[Given records Boundary: Start]

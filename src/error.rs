//! Error types for the crate.

use crate::date::Date;

/// Error type for all fallible operations in this crate.
///
/// Validation happens once at the public entry points; nothing is mutated
/// before an error is returned.
#[derive(Debug, Clone, PartialEq, Eq, thiserror::Error)]
pub enum Error {
    /// Returned when a year lies outside the tabulated range 1900..=2100.
    #[error("year {year} is out of supported range 1900..=2100")]
    YearOutOfRange {
        /// The rejected year.
        year: i32,
    },

    /// Returned when a date lies outside 1900-01-31..=2100-12-31.
    #[error("date {date} is out of supported range 1900-01-31..=2100-12-31")]
    DateOutOfRange {
        /// The rejected date.
        date: Date,
    },

    /// Returned for malformed date strings or impossible Gregorian dates.
    #[error("invalid date: {0}")]
    InvalidDate(String),

    /// Returned when a lunar month or day does not exist in the given year.
    #[error("invalid lunar date: year {year}, month {month}, day {day}")]
    InvalidLunarDate {
        /// Lunar year.
        year: i32,
        /// Month number as given.
        month: u32,
        /// Day number as given.
        day: u32,
    },

    /// Returned when a solar term key or name is not recognised.
    #[error("unknown solar term: {0}")]
    UnknownSolarTerm(String),
}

[Given records Boundary: End]

What to produce:
For the records above, give the number of lines that include the string "supported", with nothing added.

Task result:
2